Optional input distanceMatrixFunction should be a function handle for a function which takes in curve1 and curve2 as inputs and which returns the pairwise distance matrix between the points of curve1 and the points of curve2. That is, if dm = distanceMatrixFunction(curve1, curve2), then dm(i,j) is the distance between the point curve1(i,:) and the point curve2(j,:). This allows the user to specify any arbitrary desired distance metric calculation, and would even allow a distance to be specified between points of differing dimensionalities (if such a thing were desired). If this input is empty ([]) or the number of arguments is less than 3, distanceMatrixFunction defaults to n-dimensional Euclidean distance (i.e. the L2 norm between points).
Optional input endpointFlexibilityFlag should be either true or false. If false, empty, or there are fewer than 4 input arguments, endpoint flexibility is not allowed, meaning that the sequence of point couplings must include pairing the starting points and ending points of each curve (which is standard for typical Frechet distance calculations). However, for some applications, this behavior is misleading about the dissimilarity between curves. For example, consider two periodic curves defined as follows:
x1 = linspace(0,2*pi,500)';
y1 = sin(10.*x1);
curve1 = [x1, y1];
x2 = x1;
y2 = sin(10.*(x2-0.1)); % shift 0.1 in x
curve2 = [x2, y2];
frechetDist = frechetDistance(curve1, curve2)
% = 0.8415
endpointFlexibilityFlag = true;
frechetDist = frechetDistance(curve1, curve2, [], endpointFlexibilityFlag)
% = 0.101
Intuitively, the Frechet distance between these curves should be 0.1, since curve2 is just curve1 shifted to the right by 0.1. However, the Frechet distance between these two curves comes out to 0.8415 rather than 0.1, because the standard processing forces the starting points to be paired together, and these points are 0.8415 apart. If the curves continued infinitely, then every point could be paired with one 0.1 away, but since the curves are out of phase and we are looking at the same range of x values, the endpoints are typically more than 0.1 apart. The endpointFlexibilityFlag allows this type of issue to be mitigated by relaxing the requirement that both starting points (and ending points) must be paired together. Instead, the distance between the first point of curve1 and the closest point on curve2 to it is found, and the distance between the first point of curve2 and the closest point on curve1 is found, and whichever of these is shorter forms the first link in the coupling sequence. Essentially, this allows ignoring the early part of one (but not both) of the two curves when calculating the Frechet distance. The same process is used at the other end of the curves, allowing the tail end of one of the curves to be ignored if there is a closer link between one of the ends and an earlier point on the other curve. If we run this function again on the curves defined above and allow endpoint flexibility, we find that the calculated Frechet distance falls to essentially 0.1 as expected (it's slightly greater because of the discrete sampling of the curves). It is recommended to think carefully about your data and whether it would be appropriate to allow endpoint flexibility or not. The easiest way to see the impact is to use plotCouplingSeq.m with a coupling sequence generated without endpoint flexibility and then with a coupling sequence generated with endpoint flexibility and compare them.

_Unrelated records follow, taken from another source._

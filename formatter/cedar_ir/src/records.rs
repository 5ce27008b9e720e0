//! Collaborator-supplied source records.
//!
//! The formatter does not run a preprocessor. The front end hands it
//! three record lists — macro expansions, conditional-compilation
//! directives (with taken flags), and comments — and the skip-region
//! table is derived from them before traversal starts.

use crate::Span;

/// One macro expansion site, resolved to its file span.
#[derive(Clone, Debug, PartialEq, Eq)]
pub struct MacroExpansionRecord {
    /// Name of the referenced macro.
    pub name: String,
    /// File span of the expansion reference (name plus arguments).
    pub span: Span,
    /// Whether the macro is function-style (`F(a, b)`).
    pub function_style: bool,
    /// Parameter count for function-style macros.
    pub param_count: u32,
}

/// Conditional-compilation directive kinds.
#[derive(Copy, Clone, Debug, PartialEq, Eq, Hash)]
pub enum DirectiveKind {
    If,
    Ifdef,
    Ifndef,
    Elif,
    Else,
    Endif,
}

impl DirectiveKind {
    /// Check if this directive opens a new conditional group.
    #[inline]
    pub fn opens_group(self) -> bool {
        matches!(
            self,
            DirectiveKind::If | DirectiveKind::Ifdef | DirectiveKind::Ifndef
        )
    }

    /// Check if this directive switches to a sibling branch.
    #[inline]
    pub fn is_branch_switch(self) -> bool {
        matches!(self, DirectiveKind::Elif | DirectiveKind::Else)
    }
}

/// One conditional directive with its resolved branch decision.
#[derive(Clone, Debug, PartialEq, Eq)]
pub struct DirectiveRecord {
    pub kind: DirectiveKind,
    /// File span of the directive line itself.
    pub span: Span,
    /// Whether the branch this directive introduces was taken.
    /// Meaningless for `Endif`.
    pub taken: bool,
}

/// One comment with its file span.
#[derive(Copy, Clone, Debug, PartialEq, Eq)]
pub struct CommentRecord {
    pub span: Span,
    /// `true` for `/* .. */`, `false` for `// ..`.
    pub block: bool,
}

/// The record bundle one formatting pass consumes.
///
/// All lists are ordered by span start.
#[derive(Clone, Debug, Default, PartialEq, Eq)]
pub struct SourceRecords {
    pub expansions: Vec<MacroExpansionRecord>,
    pub directives: Vec<DirectiveRecord>,
    pub comments: Vec<CommentRecord>,
}

impl SourceRecords {
    /// Create an empty record bundle (no preprocessor activity).
    pub fn empty() -> Self {
        SourceRecords::default()
    }
}

#[cfg(test)]
mod tests {
    use super::*;

    #[test]
    fn directive_grouping() {
        assert!(DirectiveKind::If.opens_group());
        assert!(DirectiveKind::Ifndef.opens_group());
        assert!(!DirectiveKind::Else.opens_group());
        assert!(DirectiveKind::Elif.is_branch_switch());
        assert!(!DirectiveKind::Endif.is_branch_switch());
    }
}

Output couplingSequence is an Nx2 matrix of point indices representing one possible sequence of curve1 to curve2 point couplings with the calculated Frechet distence; that is, the distance between the indicated pairs of points is equal to the Frechet distance for at least one pairing, and less than or equal to the Frechet distance for all other pairings. The first column of couplingSequence is a row index into curve1, and the second column of couplingSequence is a row index into curve2. Each column vector has the property that the next entry is either equal to or one greater than the previous entry, guaranteeing that curve points are visited in sequential order. If endpointFlexibility is not allowed, the first row of couplingSequence will always be [1,1] and the last row will be [n1,n2] if there are n1 points in curve1 and n2 points in curve2. If endpointFlexibility is allowed, then the first row will include at least one 1 and the last row will include at least one of n1 or n2. Note that there may be many possible coupling sequences with the same Frechet distance, since there may be many options for couplings which are not minimal but do not exceed the Frechet distance. This function tries to build a "good" coupling sequence by preferring couplings which are shorter distance to those which are longer, but even these are not guaranteed to be unique. The returned couplingSequence should be considered an illustrative example of a possible coupling which satisfies the calculated frechetDist.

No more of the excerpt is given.